In addition, as outlined briefly in Section 13.1 and discussed in more depth in Chapter 14, each court has taken a different procedural approach to the implementation of Division 12A of Part VII of FLA 1975. Most relevantly for the purpose of this discussion, the FCoWA and the FCoA have taken the approach of not requiring affidavit material to be filed prior to the first stage of proceedings (the CAC in the FCoWA and Day One of the trial in FCoA). However, in each court, evidence relevant for the claiming of a s60I(9)(b) exception would be provided on a sworn basis, usually on a form required to be filed by the court. In the FMC, affidavits need to be filed prior to proceedings starting (FMC Rules 2001 R4.05).
Therefore, the nature of written documentation on the court files is different in each court and has changed pre- and post-reform. This means that any change in patterns of allegations may be related to changes and differences in procedures between courts.
For these reasons, these data offer tentative insights into pre- and post-reform shifts, but the reasons for such shifts may be due to a number of factors, including changes to the legislation (see Chapter 15), changes to procedure (discussed below) and changes in the nature of matter reaching the courts due to the operation of FDR with exceptions (see Chapter 5).
Patterns in the numbers of Form 4 notices being filed
Data provided by the courts on the numbers of Form 4 notices filed indicate that a change in pattern of filings of Form 4s can be observed after the reforms were implemented (see Figure 13.7), with the proportion of cases in which a Form 4 notice was filed in the post-reform period increasing in each court, to differing extents (see Figure 13.8).
Figure 13.7 Number of Form 4s and Form 66s26 filed, by court, 2004-05 to 2008-09
Source: FCoA, FMC and FCoWA administrative data 2004-09
Figure 13.8 Applications for final orders for which a Form 4 notice was filed, children only and children plus property, 2004-05 to 2008-09
Source: FCoA, FMC and FCoWA administrative data 2004-09
As a total across all the courts, the number of Form 4 notices filed increased in the post-reform period, reversing a downward pre-reform trend.

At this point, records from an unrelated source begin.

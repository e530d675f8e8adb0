//! Provider existence checks.

use std::sync::Arc;

use gcefleet_compute::{ComputeProvider, ProviderResult};
use tracing::debug;

/// Answers whether a provider resource still exists.
#[derive(Clone)]
pub struct ExistenceProber {
    provider: Arc<dyn ComputeProvider>,
}

impl ExistenceProber {
    pub fn new(provider: Arc<dyn ComputeProvider>) -> Self {
        Self { provider }
    }

    /// Returns `Ok(false)` only for a 404. Any other failure is returned as
    /// an error so callers never mistake an outage for a deletion.
    pub async fn exists(&self, url: &str) -> ProviderResult<bool> {
        match self.provider.get(url).await {
            Ok(_) => Ok(true),
            Err(e) if e.is_not_found() => {
                debug!(url = %url, "Resource not found");
                Ok(false)
            }
            Err(e) => Err(e),
        }
    }
}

There was an increase in Form 4s filed in the FMC and FCoWA post-reform, while the number of Form 4s filed in the FCoA declined. By court, Form 4 filings:
- decreased in the FCoA post-reform (607 filed in 2005-06 to 441 filed in 2008-2009);
- tripled in the FMC (242 filed in 2005-06 to 830 filed in 2008-09); and
- increased in the FCoWA (205 filed in 2005-06 to 340 filed in 2008-09).

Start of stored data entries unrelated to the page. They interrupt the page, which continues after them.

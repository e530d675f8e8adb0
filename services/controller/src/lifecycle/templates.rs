//! Template and template revision transitions.

use gcefleet_keys::{RevisionKey, TemplateKey};
use tracing::{debug, info, instrument, warn};

use super::{settle, Lifecycle};
use crate::error::{ControllerError, ControllerResult, Transition};
use crate::store::{Record, RevisionRecord, TemplateRecord};

impl Lifecycle {
    /// Create the provider instance template for a revision and record its URL.
    ///
    /// A 409 from the provider means an earlier attempt already created it;
    /// the existing template's URL is recorded instead.
    #[instrument(skip_all, fields(revision = %key))]
    pub async fn create_revision(&self, key: &RevisionKey) -> ControllerResult<Transition> {
        settle(self.try_create_revision(key).await)
    }

    async fn try_create_revision(&self, key: &RevisionKey) -> ControllerResult<Transition> {
        let revision = self
            .store
            .get::<RevisionRecord>(key)?
            .ok_or_else(|| ControllerError::not_found(RevisionRecord::KIND, key))?;
        if revision.url.is_some() {
            debug!("Instance template already created");
            return Ok(Transition::Unchanged);
        }
        if self.store.get::<TemplateRecord>(key.template())?.is_none() {
            return Err(ControllerError::not_found(TemplateRecord::KIND, key.template()));
        }
        if revision.project.is_empty() {
            warn!("Project unspecified");
            return Ok(Transition::Unchanged);
        }

        let name = revision.resource_name();
        let url = match self
            .provider
            .create_instance_template(&revision.project, &name, &revision.properties)
            .await
        {
            Ok(op) => op.target_link,
            Err(e) if e.is_conflict() => {
                info!(name = %name, "Instance template already exists");
                self.provider
                    .get_instance_template(&revision.project, &name)
                    .await?
                    .self_link
            }
            Err(e) => return Err(e.into()),
        };

        self.set_revision_url(key, Some(url))
    }

    /// Delete the provider instance template of a drained revision with no
    /// remaining managers, then clear its URL.
    #[instrument(skip_all, fields(revision = %key))]
    pub async fn delete_revision_resource(
        &self,
        key: &RevisionKey,
    ) -> ControllerResult<Transition> {
        settle(self.try_delete_revision_resource(key).await)
    }

    async fn try_delete_revision_resource(
        &self,
        key: &RevisionKey,
    ) -> ControllerResult<Transition> {
        let revision = self
            .store
            .get::<RevisionRecord>(key)?
            .ok_or_else(|| ControllerError::not_found(RevisionRecord::KIND, key))?;
        let Some(url) = revision.url.clone() else {
            return Ok(Transition::Unchanged);
        };
        if revision.has_managers() {
            return Err(ControllerError::invariant(
                RevisionRecord::KIND,
                key,
                "instance group managers still reference this revision",
            ));
        }
        let template = self
            .store
            .get::<TemplateRecord>(key.template())?
            .ok_or_else(|| ControllerError::not_found(TemplateRecord::KIND, key.template()))?;
        if !template.is_drained(key) {
            return Err(ControllerError::invariant(
                RevisionRecord::KIND,
                key,
                "revision is not drained",
            ));
        }

        match self.provider.delete(&url).await {
            Ok(op) if op.target_link != url => {
                warn!(url = %url, deleted = %op.target_link, "Deleted resource differs from recorded URL");
            }
            Ok(_) => info!(url = %url, "Deleted instance template"),
            Err(e) if e.is_not_found() => debug!(url = %url, "Instance template already deleted"),
            Err(e) => return Err(e.into()),
        }

        self.set_revision_url(key, None)
    }

    fn set_revision_url(
        &self,
        key: &RevisionKey,
        url: Option<String>,
    ) -> ControllerResult<Transition> {
        self.store.transaction(|tx| {
            let mut revision = tx
                .get::<RevisionRecord>(key)?
                .ok_or_else(|| ControllerError::not_found(RevisionRecord::KIND, key))?;
            if revision.url == url {
                return Ok(Transition::Unchanged);
            }
            if let (Some(old), Some(new)) = (&revision.url, &url) {
                warn!(old = %old, new = %new, "Instance template URL changed");
            }
            revision.url = url;
            tx.put(&revision)?;
            Ok(Transition::Applied)
        })
    }

    /// Delete a drained revision record once it has no provider resource and
    /// no managers, removing it from its template's drained set.
    #[instrument(skip_all, fields(revision = %key))]
    pub async fn delete_revision(&self, key: &RevisionKey) -> ControllerResult<Transition> {
        settle(self.store.transaction(|tx| {
            let revision = tx
                .get::<RevisionRecord>(key)?
                .ok_or_else(|| ControllerError::not_found(RevisionRecord::KIND, key))?;
            if revision.url.is_some() || revision.has_managers() {
                debug!("Revision still has dependents");
                return Ok(Transition::Unchanged);
            }
            let mut template = tx
                .get::<TemplateRecord>(key.template())?
                .ok_or_else(|| ControllerError::not_found(TemplateRecord::KIND, key.template()))?;
            if !template.drained.remove(key) {
                debug!("Revision is not drained");
                return Ok(Transition::Unchanged);
            }

            tx.put(&template)?;
            tx.delete::<RevisionRecord>(key)?;
            info!("Deleted instance template revision");
            Ok(Transition::Applied)
        }))
    }

    /// Delete a template record that no longer references any revision.
    #[instrument(skip_all, fields(template = %key))]
    pub async fn delete_template(&self, key: &TemplateKey) -> ControllerResult<Transition> {
        settle(self.store.transaction(|tx| {
            let template = tx
                .get::<TemplateRecord>(key)?
                .ok_or_else(|| ControllerError::not_found(TemplateRecord::KIND, key))?;
            if !template.is_empty() {
                return Ok(Transition::Unchanged);
            }

            tx.delete::<TemplateRecord>(key)?;
            info!("Deleted instance template");
            Ok(Transition::Applied)
        }))
    }
}

#[cfg(test)]
mod tests {
    use gcefleet_compute::mock::{template_link, CallKind, ProviderCall};

    use super::*;
    use crate::lifecycle::testing::{fixture, PROJECT};

    #[tokio::test]
    async fn test_create_revision_records_url() {
        let fx = fixture();

        let outcome = fx.lifecycle.create_revision(&fx.revision.key).await.unwrap();

        assert_eq!(outcome, Transition::Applied);
        let url = fx.revision().unwrap().url.unwrap();
        assert_eq!(url, template_link(PROJECT, "linux-0123456789abcdef"));
        assert!(fx.provider.exists(&url));

        let again = fx.lifecycle.create_revision(&fx.revision.key).await.unwrap();
        assert_eq!(again, Transition::Unchanged);
        assert_eq!(fx.provider.calls_of(CallKind::CreateTemplate).len(), 1);
    }

    #[tokio::test]
    async fn test_create_revision_conflict_adopts_existing() {
        let fx = fixture();
        let existing = fx.provider.insert_template(PROJECT, "linux-0123456789abcdef");

        fx.lifecycle.create_revision(&fx.revision.key).await.unwrap();

        assert_eq!(fx.revision().unwrap().url, Some(existing));
        assert_eq!(
            fx.provider.calls_of(CallKind::GetTemplate),
            vec![ProviderCall::GetTemplate {
                name: "linux-0123456789abcdef".to_string()
            }]
        );
    }

    #[tokio::test]
    async fn test_create_revision_provider_failure_leaves_record() {
        let fx = fixture();
        fx.provider.fail_next(CallKind::CreateTemplate, 503);

        let err = fx.lifecycle.create_revision(&fx.revision.key).await.unwrap_err();

        assert!(matches!(err, ControllerError::Provider(_)));
        assert_eq!(fx.revision().unwrap().url, None);
    }

    #[tokio::test]
    async fn test_delete_revision_resource_requires_drain() {
        let mut fx = fixture();
        fx.revision.active.clear();
        fx.revision.url = Some(fx.provider.insert_template(PROJECT, "linux-0123456789abcdef"));
        fx.save();

        let err = fx
            .lifecycle
            .delete_revision_resource(&fx.revision.key)
            .await
            .unwrap_err();
        assert!(err.is_benign());

        fx.drain_revision();
        let outcome = fx
            .lifecycle
            .delete_revision_resource(&fx.revision.key)
            .await
            .unwrap();
        assert_eq!(outcome, Transition::Applied);
        assert_eq!(fx.revision().unwrap().url, None);
        assert_eq!(fx.provider.calls_of(CallKind::Delete).len(), 1);
    }

    #[tokio::test]
    async fn test_delete_revision_resource_tolerates_missing_resource() {
        let mut fx = fixture();
        fx.revision.active.clear();
        fx.revision.url = Some(template_link(PROJECT, "linux-0123456789abcdef"));
        fx.drain_revision();

        let outcome = fx
            .lifecycle
            .delete_revision_resource(&fx.revision.key)
            .await
            .unwrap();

        assert_eq!(outcome, Transition::Applied);
        assert_eq!(fx.revision().unwrap().url, None);
    }

    #[tokio::test]
    async fn test_delete_placeholder_revision_without_provider_call() {
        let mut fx = fixture();
        fx.revision.active.clear();
        fx.drain_revision();

        let outcome = fx.lifecycle.delete_revision(&fx.revision.key).await.unwrap();

        assert_eq!(outcome, Transition::Applied);
        assert!(fx.revision().is_none());
        assert!(fx.template().drained.is_empty());
        assert!(fx.provider.calls().is_empty());
    }

    #[tokio::test]
    async fn test_delete_revision_waits_for_managers() {
        let mut fx = fixture();
        fx.drain_revision();

        let outcome = fx.lifecycle.delete_revision(&fx.revision.key).await.unwrap();

        assert_eq!(outcome, Transition::Unchanged);
        assert!(fx.revision().is_some());
    }

    #[tokio::test]
    async fn test_delete_template_only_when_empty() {
        let mut fx = fixture();

        let outcome = fx.lifecycle.delete_template(&fx.template.key).await.unwrap();
        assert_eq!(outcome, Transition::Unchanged);

        fx.template.active = None;
        fx.save();
        let outcome = fx.lifecycle.delete_template(&fx.template.key).await.unwrap();
        assert_eq!(outcome, Transition::Applied);

        let missing = fx.lifecycle.delete_template(&fx.template.key).await.unwrap();
        assert_eq!(missing, Transition::Unchanged);
    }
}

As with the other data reported in this section, these figures need to be placed in context by analysing the proportion of matters in which Form 4 notices were filed (see general filing trends set out in Table 13.3).
As Figure 13.8 indicates, this analysis confirms that post-reform, matters in which a Form 4 was filed increased as a proportion of all filings. In summary, the increase by court was:
- FCoA: from 8% in 2005-06 to 21% in 2008-09;
- FMC: from 3% in 2005-06 to 8% in 2008-09; and
- FCoWA: from 11% in 2005-06 to 23% in 2008-09.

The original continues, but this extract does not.